_ABOUT THIS EXERCISE_: Look for "CategoryNode" in the records and copy every line that has it.

_PROVIDED ENTRIES_:

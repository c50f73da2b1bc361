//! In-memory tree lookup backed by a [`CategoryTree`].

use itertools::Itertools;
use tracing::{debug, instrument};

use crate::domain::{
    CategoryId, CategoryNode, CategoryTree, DomainResult, LanguageId, LocalizedCategory, NodeRef,
    SortOptions,
};
use crate::infrastructure::traits::CategoryLookup;

/// Placeholder replaced by the alias inside an alias pattern.
pub const ALIAS_PLACEHOLDER: &str = "{alias}";

/// Lookup over a tree built once from flat records.
#[derive(Debug)]
pub struct InMemoryCategoryLookup<T> {
    tree: CategoryTree<T>,
}

impl<T> InMemoryCategoryLookup<T> {
    pub fn new(tree: CategoryTree<T>) -> Self {
        Self { tree }
    }

    pub fn tree(&self) -> &CategoryTree<T> {
        &self.tree
    }
}

impl<T: CategoryNode + Clone> InMemoryCategoryLookup<T> {
    /// Build the backing tree with orphans kept as top-level nodes.
    pub fn from_records(records: &[T]) -> DomainResult<Self> {
        let tree = CategoryTree::from_records(records, SortOptions::default())?;
        Ok(Self::new(tree))
    }
}

impl<T> CategoryLookup for InMemoryCategoryLookup<T>
where
    T: LocalizedCategory + Send + Sync,
{
    type Category = T;

    fn resolve_with_ancestors(&self, id: CategoryId) -> Option<NodeRef<'_, T>> {
        self.tree.find(id)
    }

    #[instrument(level = "debug", skip(self, node), fields(id = node.value().id()))]
    fn compose_breadcrumb(
        &self,
        node: NodeRef<'_, T>,
        language_id: Option<LanguageId>,
        alias_pattern: Option<&str>,
        separator: &str,
    ) -> String {
        let path = node.path_from_root();
        debug!("breadcrumb over {} nodes", path.len());
        path.iter()
            .map(|n| breadcrumb_label(n.value(), language_id, alias_pattern))
            .join(separator)
    }
}

/// Display name, followed by the alias pattern (with the alias substituted)
/// when both the pattern and the alias are non-empty.
fn breadcrumb_label<T: LocalizedCategory>(
    category: &T,
    language_id: Option<LanguageId>,
    alias_pattern: Option<&str>,
) -> String {
    let name = category.display_name(language_id);
    let alias = category.alias().filter(|a| !a.is_empty());
    match (alias_pattern.filter(|p| !p.is_empty()), alias) {
        (Some(pattern), Some(alias)) => {
            format!("{} {}", name, pattern.replace(ALIAS_PLACEHOLDER, alias))
        }
        _ => name.to_string(),
    }
}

_ANSWER TO THIS EXERCISE_:
    CategoryId, CategoryNode, CategoryTree, DomainResult, LanguageId, LocalizedCategory, NodeRef,
impl<T: CategoryNode + Clone> InMemoryCategoryLookup<T> {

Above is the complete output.